- What you should do -
Find the line containing "assert_eq!(first.name, second.name);" in the records below. Copy exactly that line and each one after it, ending at the line containing "RgbImage::from_pixel(2, 2, Rgb([0, 0, 0])).save(&a).unwrap();", and nothing more.

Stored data
________

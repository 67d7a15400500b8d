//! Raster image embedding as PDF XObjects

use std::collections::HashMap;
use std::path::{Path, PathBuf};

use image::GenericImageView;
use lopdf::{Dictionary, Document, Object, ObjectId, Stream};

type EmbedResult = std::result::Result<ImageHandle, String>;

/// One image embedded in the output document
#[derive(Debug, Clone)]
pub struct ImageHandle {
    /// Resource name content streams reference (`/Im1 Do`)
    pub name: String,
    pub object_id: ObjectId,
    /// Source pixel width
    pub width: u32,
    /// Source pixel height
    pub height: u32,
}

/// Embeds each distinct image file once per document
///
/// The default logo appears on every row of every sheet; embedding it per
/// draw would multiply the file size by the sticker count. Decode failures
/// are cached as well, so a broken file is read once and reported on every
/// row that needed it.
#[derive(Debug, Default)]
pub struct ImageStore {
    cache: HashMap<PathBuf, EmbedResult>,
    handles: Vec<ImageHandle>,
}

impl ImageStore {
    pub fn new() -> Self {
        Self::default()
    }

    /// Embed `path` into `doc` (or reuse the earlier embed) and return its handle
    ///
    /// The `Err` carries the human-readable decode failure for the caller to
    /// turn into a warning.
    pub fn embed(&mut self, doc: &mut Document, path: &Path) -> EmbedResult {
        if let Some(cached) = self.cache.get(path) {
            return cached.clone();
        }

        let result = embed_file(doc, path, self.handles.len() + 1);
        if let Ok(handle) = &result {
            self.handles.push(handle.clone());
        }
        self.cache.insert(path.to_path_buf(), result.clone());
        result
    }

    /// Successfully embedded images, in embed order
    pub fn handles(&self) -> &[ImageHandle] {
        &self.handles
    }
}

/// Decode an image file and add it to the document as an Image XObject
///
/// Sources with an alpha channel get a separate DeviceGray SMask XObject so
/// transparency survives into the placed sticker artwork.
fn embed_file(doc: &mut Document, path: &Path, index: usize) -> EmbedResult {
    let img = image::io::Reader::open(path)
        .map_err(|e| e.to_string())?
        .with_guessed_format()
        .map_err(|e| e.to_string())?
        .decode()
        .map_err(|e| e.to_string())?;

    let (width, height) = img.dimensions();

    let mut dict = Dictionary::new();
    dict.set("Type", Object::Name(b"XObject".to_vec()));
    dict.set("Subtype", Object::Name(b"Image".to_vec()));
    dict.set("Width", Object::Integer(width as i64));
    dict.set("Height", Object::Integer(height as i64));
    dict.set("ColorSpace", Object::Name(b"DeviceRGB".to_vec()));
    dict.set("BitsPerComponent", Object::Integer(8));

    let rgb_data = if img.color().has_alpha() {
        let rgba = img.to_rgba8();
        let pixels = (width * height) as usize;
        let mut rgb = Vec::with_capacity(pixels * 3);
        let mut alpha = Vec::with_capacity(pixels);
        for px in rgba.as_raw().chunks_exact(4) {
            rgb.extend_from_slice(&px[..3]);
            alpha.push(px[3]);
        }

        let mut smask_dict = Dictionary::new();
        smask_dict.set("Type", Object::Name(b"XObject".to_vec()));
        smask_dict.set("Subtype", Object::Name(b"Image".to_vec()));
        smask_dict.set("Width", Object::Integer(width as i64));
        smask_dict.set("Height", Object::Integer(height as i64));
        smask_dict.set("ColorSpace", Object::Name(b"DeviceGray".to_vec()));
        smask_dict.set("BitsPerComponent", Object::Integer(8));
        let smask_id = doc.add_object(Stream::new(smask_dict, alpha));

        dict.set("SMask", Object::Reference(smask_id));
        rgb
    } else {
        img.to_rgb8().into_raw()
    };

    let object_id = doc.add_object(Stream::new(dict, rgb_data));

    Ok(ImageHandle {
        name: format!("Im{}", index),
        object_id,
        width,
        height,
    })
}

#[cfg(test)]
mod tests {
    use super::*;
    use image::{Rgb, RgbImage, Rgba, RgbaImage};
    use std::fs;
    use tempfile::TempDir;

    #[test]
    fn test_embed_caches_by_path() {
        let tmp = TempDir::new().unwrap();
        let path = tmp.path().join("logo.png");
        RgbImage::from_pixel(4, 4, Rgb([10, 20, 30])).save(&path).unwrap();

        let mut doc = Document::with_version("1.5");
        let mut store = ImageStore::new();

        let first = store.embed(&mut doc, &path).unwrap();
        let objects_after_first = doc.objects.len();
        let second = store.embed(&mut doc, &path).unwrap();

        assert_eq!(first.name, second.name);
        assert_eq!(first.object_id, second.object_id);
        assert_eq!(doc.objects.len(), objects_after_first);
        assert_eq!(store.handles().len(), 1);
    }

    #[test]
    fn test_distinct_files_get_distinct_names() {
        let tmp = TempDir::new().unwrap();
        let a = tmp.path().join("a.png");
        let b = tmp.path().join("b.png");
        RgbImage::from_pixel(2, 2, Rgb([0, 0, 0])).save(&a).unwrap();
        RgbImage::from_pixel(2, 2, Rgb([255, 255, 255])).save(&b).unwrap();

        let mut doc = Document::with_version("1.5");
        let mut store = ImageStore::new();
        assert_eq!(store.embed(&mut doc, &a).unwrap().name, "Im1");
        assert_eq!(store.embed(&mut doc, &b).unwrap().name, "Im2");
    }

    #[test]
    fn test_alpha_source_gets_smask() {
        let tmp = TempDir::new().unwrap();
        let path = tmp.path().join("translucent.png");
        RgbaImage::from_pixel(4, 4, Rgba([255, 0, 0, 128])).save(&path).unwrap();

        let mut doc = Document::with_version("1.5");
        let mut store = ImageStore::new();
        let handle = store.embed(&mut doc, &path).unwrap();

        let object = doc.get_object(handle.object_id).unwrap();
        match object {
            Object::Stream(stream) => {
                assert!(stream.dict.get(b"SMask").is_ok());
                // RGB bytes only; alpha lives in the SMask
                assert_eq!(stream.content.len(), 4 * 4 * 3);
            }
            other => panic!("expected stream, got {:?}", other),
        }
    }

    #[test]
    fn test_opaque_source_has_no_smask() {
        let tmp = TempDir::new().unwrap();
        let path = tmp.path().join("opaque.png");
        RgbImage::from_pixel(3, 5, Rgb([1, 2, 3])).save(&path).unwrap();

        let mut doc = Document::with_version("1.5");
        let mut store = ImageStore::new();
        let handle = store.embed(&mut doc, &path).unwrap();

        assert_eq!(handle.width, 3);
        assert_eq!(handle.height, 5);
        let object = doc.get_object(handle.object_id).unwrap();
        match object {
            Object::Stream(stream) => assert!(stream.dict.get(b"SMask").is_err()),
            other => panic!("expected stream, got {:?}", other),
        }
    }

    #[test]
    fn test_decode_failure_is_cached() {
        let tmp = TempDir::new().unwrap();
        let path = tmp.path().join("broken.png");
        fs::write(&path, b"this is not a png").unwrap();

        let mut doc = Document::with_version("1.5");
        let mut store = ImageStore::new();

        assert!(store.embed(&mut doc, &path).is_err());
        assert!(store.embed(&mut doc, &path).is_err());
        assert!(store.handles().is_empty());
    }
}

________

- Task response -
        assert_eq!(first.name, second.name);
        assert_eq!(first.object_id, second.object_id);
        assert_eq!(doc.objects.len(), objects_after_first);
        assert_eq!(store.handles().len(), 1);
    }

    #[test]
    fn test_distinct_files_get_distinct_names() {
        let tmp = TempDir::new().unwrap();
        let a = tmp.path().join("a.png");
        let b = tmp.path().join("b.png");
        RgbImage::from_pixel(2, 2, Rgb([0, 0, 0])).save(&a).unwrap();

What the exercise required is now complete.